As it turns out, vows don’t have a pandemic clause and the only thing to talk about after five months of shared forced downtime is who gets custody of the dog.

I love my lady, but I’d be lying if I told you I hadn’t seriously considered the logistics of sneaking out in the middle of the night and traveling to a small fishing village in Mexico called Zihuatenejo, restoring an old boat, and waiting for my old friend Red to surprise me by wearing dress shoes on the beach.

“The Pacific has no memory,” I whisper softly to myself as I mindlessly roll into another season of MasterChef with the same person as yesterday.

I’ve started referring to my marriage as Nana, because it’s at high-risk. For my marriage, or any marriage, to survive in these unprecedented times, we must adapt, both individually and as a couple.

Here’s the roadmap for the lost.

MAINTAIN YOUR PERSONAL AUTONOMY.

It’s healthy to remind yourself that you two exist separate from the relationship. After all, you cannot give yourselves fully to the partnership if you’ve lost your vision of who you are without it.
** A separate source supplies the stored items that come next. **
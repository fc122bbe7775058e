//! Builder for creating and configuring Catalog instances.

use std::{
    fs,
    path::{Path, PathBuf},
};

use log::debug;

use super::{run_blocking, Catalog};
use crate::{
    error::{PrdError, Result, StorageResultExt},
    storage::StorageLayout,
};

#[derive(Debug, Clone, Default)]
pub struct CatalogBuilder {
    data_dir: Option<PathBuf>,
}

impl CatalogBuilder {
    pub fn new() -> Self {
        Self::default()
    }

    /// Sets a custom data directory.
    ///
    /// If not specified, uses the XDG Base Directory specification:
    /// `$XDG_DATA_HOME/prdwiz/` or `~/.local/share/prdwiz/`
    #[must_use]
    pub fn with_data_dir<P: AsRef<Path>>(mut self, path: Option<P>) -> Self {
        if let Some(path) = path {
            self.data_dir = Some(path.as_ref().to_path_buf());
        }
        self
    }

    /// Builds the catalog, creating both namespaces if needed.
    ///
    /// # Errors
    ///
    /// Returns `PrdError::XdgDirectory` if no default location can be found
    /// and `PrdError::Storage` if the directories cannot be created.
    pub async fn build(self) -> Result<Catalog> {
        let data_dir = match self.data_dir {
            Some(path) => path,
            None => Self::default_data_dir()?,
        };
        debug!("Using data directory {}", data_dir.display());

        let layout = StorageLayout::new(data_dir.clone());
        run_blocking(move || {
            for dir in [layout.documents_dir(), layout.trackers_dir()] {
                fs::create_dir_all(&dir).storage_context(&dir)?;
            }
            Ok(())
        })
        .await?;

        Ok(Catalog::new(data_dir))
    }

    fn default_data_dir() -> Result<PathBuf> {
        xdg::BaseDirectories::with_prefix("prdwiz")
            .create_data_directory("")
            .map_err(|e| PrdError::XdgDirectory(e.to_string()))
    }
}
You can achieve this by unexpectedly leaving twice a week to play 36 holes of golf and pounding enough warm beers to make you forget you shot a +38.

BREAK THE ROUTINE.

Wear the plaid sweatpants instead of the blue ones for once. Add a little hot sauce to that bean dip, recipe be damned. Start a new Netflix series about a grisly murder in a landlocked state that is being investigated by a spiraling cop who gets so wrapped up in the case that his wife leaves him. Fight the urge to envy him.

CHOOSE YOUR HILLS TO DIE ON.

Every morning upon entering the shower, I am greeted with a wad of hair in the drain that looks as if Big Foot had just gone through his first round of chemo. And every morning, I grow a hair more resentful.
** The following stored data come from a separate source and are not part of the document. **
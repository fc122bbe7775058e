//! PRD document namespace.

use jiff::Timestamp;
use log::{debug, info, warn};

use super::{
    ids::{document_id, with_suffix},
    BlobStore, FileBlobStore,
};
use crate::{
    error::{PrdError, Result},
    models::{NewDocument, PrdDocument, PrdDraft},
};

/// Create, list, fetch, update and delete PRD documents on top of a blob namespace.
#[derive(Debug, Clone)]
pub struct DocumentStore<B = FileBlobStore> {
    blobs: B,
}

impl<B: BlobStore> DocumentStore<B> {
    pub fn new(blobs: B) -> Self {
        Self { blobs }
    }

    /// Persist a new document under a freshly generated id.
    ///
    /// The whole document is validated first; an invalid document is never
    /// written. Ids are never reused: when the generated id is taken, a
    /// numeric suffix is appended.
    pub fn create(&self, document: NewDocument, created_at: Timestamp) -> Result<PrdDocument> {
        let document = NewDocument::try_from(PrdDraft::from(document))?;

        let id = self.unused_id(&document_id(created_at, &document.project_name))?;
        let stored = document.with_id(id);
        let json = serde_json::to_string_pretty(&stored)?;
        self.blobs.write(&stored.id, &json)?;

        info!("Created PRD document {}", stored.id);
        Ok(stored)
    }

    fn unused_id(&self, base: &str) -> Result<String> {
        if !self.blobs.contains(base)? {
            return Ok(base.to_string());
        }

        let mut n = 2;
        loop {
            let candidate = with_suffix(base, n);
            if !self.blobs.contains(&candidate)? {
                warn!("Document id {base} already taken, using {candidate}");
                return Ok(candidate);
            }
            n += 1;
        }
    }

    /// Every stored document, ordered by id.
    ///
    /// Ids start with the creation time in milliseconds, so this is creation
    /// order for ids of equal width. A blob that fails to parse aborts the
    /// whole listing.
    pub fn get_all(&self) -> Result<Vec<PrdDocument>> {
        let mut keys = self.blobs.keys()?;
        keys.sort();

        let mut documents = Vec::with_capacity(keys.len());
        for key in keys {
            // Removed between listing and reading.
            let Some(contents) = self.blobs.read(&key)? else {
                continue;
            };
            documents.push(parse_document(&key, &contents)?);
        }

        debug!("Loaded {} PRD documents", documents.len());
        Ok(documents)
    }

    /// Fetch a document by id; `Ok(None)` when it does not exist.
    pub fn get_by_id(&self, id: &str) -> Result<Option<PrdDocument>> {
        self.blobs
            .read(id)?
            .map(|contents| parse_document(id, &contents))
            .transpose()
    }

    /// Replace the contents of an existing document, keeping its id.
    ///
    /// The document is validated like on `create`. Returns `Ok(None)` when no
    /// document has this id; nothing is written in that case.
    pub fn update(&self, id: &str, document: NewDocument) -> Result<Option<PrdDocument>> {
        let document = NewDocument::try_from(PrdDraft::from(document))?;
        if !self.blobs.contains(id)? {
            debug!("Update of missing PRD document {id}");
            return Ok(None);
        }

        let stored = document.with_id(id.to_string());
        let json = serde_json::to_string_pretty(&stored)?;
        self.blobs.write(id, &json)?;

        info!("Updated PRD document {id}");
        Ok(Some(stored))
    }

    /// Remove a document, returning whether it existed.
    pub fn delete(&self, id: &str) -> Result<bool> {
        let removed = self.blobs.remove(id)?;
        if removed {
            info!("Deleted PRD document {id}");
        }
        Ok(removed)
    }
}

fn parse_document(key: &str, contents: &str) -> Result<PrdDocument> {
    serde_json::from_str(contents).map_err(|source| PrdError::MalformedBlob {
        key: key.to_string(),
        source,
    })
}

#[cfg(test)]
mod tests {
    use std::fs;

    use tempfile::TempDir;

    use super::*;
    use crate::fixtures::sample_document;

    fn store() -> (TempDir, DocumentStore) {
        let temp_dir = TempDir::new().expect("Failed to create temp dir");
        let store = DocumentStore::new(FileBlobStore::new(temp_dir.path().join("documents")));
        (temp_dir, store)
    }

    fn at(millis: i64) -> Timestamp {
        Timestamp::from_millisecond(millis).unwrap()
    }

    #[test]
    fn test_create_and_get_by_id() {
        let (_temp_dir, store) = store();
        let created = store.create(sample_document("Acme"), at(1_000)).unwrap();
        assert_eq!(created.id, "1000-acme");

        let fetched = store.get_by_id(&created.id).unwrap().unwrap();
        assert_eq!(fetched, created);
        assert_eq!(store.get_by_id("missing").unwrap(), None);
    }

    #[test]
    fn test_create_rejects_invalid_document() {
        let (temp_dir, store) = store();
        let mut document = sample_document("Acme");
        document.user_stories.clear();

        match store.create(document, at(1_000)) {
            Err(PrdError::Validation { errors }) => {
                assert_eq!(errors, vec!["At least one user story is required"]);
            }
            other => panic!("Expected Validation error, got {other:?}"),
        }
        assert!(!temp_dir.path().join("documents").join("1000-acme.json").exists());
    }

    #[test]
    fn test_create_never_overwrites() {
        let (_temp_dir, store) = store();
        let first = store.create(sample_document("Acme"), at(5)).unwrap();
        let second = store.create(sample_document("Acme"), at(5)).unwrap();
        let third = store.create(sample_document("Acme"), at(5)).unwrap();

        assert_eq!(first.id, "5-acme");
        assert_eq!(second.id, "5-acme-2");
        assert_eq!(third.id, "5-acme-3");
        assert_eq!(store.get_all().unwrap().len(), 3);
    }

    #[test]
    fn test_get_all_sorted_and_strict() {
        let (temp_dir, store) = store();
        store.create(sample_document("Beta"), at(2_000)).unwrap();
        store.create(sample_document("Alpha"), at(1_000)).unwrap();

        let ids: Vec<_> = store.get_all().unwrap().into_iter().map(|d| d.id).collect();
        assert_eq!(ids, vec!["1000-alpha", "2000-beta"]);

        fs::write(temp_dir.path().join("documents").join("broken.json"), "{not json").unwrap();
        match store.get_all() {
            Err(PrdError::MalformedBlob { key, .. }) => assert_eq!(key, "broken"),
            other => panic!("Expected MalformedBlob, got {other:?}"),
        }
    }

    #[test]
    fn test_update_keeps_id() {
        let (_temp_dir, store) = store();
        let created = store.create(sample_document("Acme"), at(1_000)).unwrap();

        let mut changed = sample_document("Acme Renamed");
        changed.vision = "A sharper vision".to_string();
        let updated = store.update(&created.id, changed).unwrap().unwrap();
        assert_eq!(updated.id, "1000-acme");
        assert_eq!(updated.project_name, "Acme Renamed");

        let fetched = store.get_by_id("1000-acme").unwrap().unwrap();
        assert_eq!(fetched.vision, "A sharper vision");
        assert_eq!(store.get_all().unwrap().len(), 1);
    }

    #[test]
    fn test_update_missing_or_invalid() {
        let (temp_dir, store) = store();
        assert_eq!(store.update("1-missing", sample_document("Acme")).unwrap(), None);
        assert!(!temp_dir.path().join("documents").join("1-missing.json").exists());

        let created = store.create(sample_document("Acme"), at(1)).unwrap();
        let mut invalid = sample_document("Acme");
        invalid.reference_links.clear();
        assert!(matches!(
            store.update(&created.id, invalid),
            Err(PrdError::Validation { .. })
        ));
        let fetched = store.get_by_id(&created.id).unwrap().unwrap();
        assert_eq!(fetched.reference_links.len(), 1);
    }

    #[test]
    fn test_delete() {
        let (_temp_dir, store) = store();
        let created = store.create(sample_document("Acme"), at(1)).unwrap();
        assert!(store.delete(&created.id).unwrap());
        assert!(!store.delete(&created.id).unwrap());
        assert!(store.get_all().unwrap().is_empty());
    }
}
Bringing the shower Furby sitaution up to my wife would surely result in a Discussion that weaves my flaws into a general lesson about antiquated gender norms, so I do what any real man does, internalize it and then punch a bag of sand in the garage until my knuckles bleed.

UP YOUR PULLOUT GAME.

I’m not talking about a cooch, sicko, I’m talking about a couch.
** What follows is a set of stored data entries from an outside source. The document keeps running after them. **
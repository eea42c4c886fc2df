//! GS1 barcode abstraction layer.
//!
//! This crate decodes scanned barcode text into structured barcodes, formats
//! them back into GS1 element strings, prepares symbol payloads for external
//! renderers and generates new barcode values.
//!
//! # Overview
//!
//! The core is the GS1 element-string codec:
//! - **Check digits**: the GS1 mod-10 weighted check digit
//! - **Key detection**: classify a bare string as GTIN, SSCC, GLN, GRAI, GIAI,
//!   GSRN, GDTI, GINC or GSIN
//! - **AI registry**: known application identifiers, fixed-length table,
//!   encodable character set
//! - **Parsing and formatting**: FNC1-prefixed element strings with group
//!   separators, and the bracketed human-readable form
//!
//! # Quick Start
//!
//! ```rust
//! use gs1_barcode::codec::{format_element_string, parse_element_string};
//! use gs1_barcode::model::Symbology;
//!
//! let scanned = "]C1011234567890123110ABC123\u{1d}21SN42";
//! let element = parse_element_string(scanned).unwrap();
//! assert_eq!(element.get("01"), Some("12345678901231"));
//! assert_eq!(element.get("21"), Some("SN42"));
//!
//! let formatted = format_element_string(element.pairs(), Symbology::Gs1_128).unwrap();
//! assert_eq!(formatted, scanned);
//! ```
//!
//! # Modules
//!
//! - [`model`]: Barcodes, attributes, metadata, key types, symbologies
//! - [`registry`]: Application identifier tables
//! - [`validate`]: Check digits and key detection
//! - [`codec`]: Element-string parsing and formatting
//! - [`decode`], [`format`], [`encode`], [`generate`]: Ordered chains of
//!   built-in implementations
//! - [`processor`]: Facade over all chains
//! - [`error`]: Error types
//!
//! # Logging
//!
//! The crate logs through the `log` facade and never installs a logger.
//! Chains log their selection at `debug`, the parser logs each field at
//! `trace`, and the formatter warns when it truncates a fixed-length value.

pub mod codec;
pub mod decode;
pub mod encode;
pub mod error;
pub mod format;
pub mod generate;
pub mod model;
pub mod processor;
pub mod registry;
pub mod validate;

// Re-export commonly used types at crate root
pub use codec::{ElementString, format_element_string, parse_element_string};
pub use decode::DecoderChain;
pub use encode::{EncodedPayload, EncoderChain};
pub use error::{DecodeError, EncodeError, ErrorCode, GenerateError, ValidationError};
pub use format::FormatterChain;
pub use generate::{GenerateRequest, GeneratorChain};
pub use model::{Barcode, BarcodeAttribute, BarcodeType, Context, IdentifierType, Symbology};
pub use processor::BarcodeProcessor;
pub use validate::{calculate_check_digit, detect, is_valid_check_digit};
Investing in a pullout couch is absolutely essential in a successful pandemic marriage because it allows you to maintain a good night’s sleep after she kicks you out of the master for double IPA-induced flatulence and repeatedly sleep-talking the lyrics to Stacie Orrico’s 2003 hit “There’s Gotta Be More To Life.”

SWING.

I guess the old adage is true:

“If you love someone, let them go and screw Lenny from next door. If she comes back, she’s yours. If she doesn’t, finally some time to your damn self.”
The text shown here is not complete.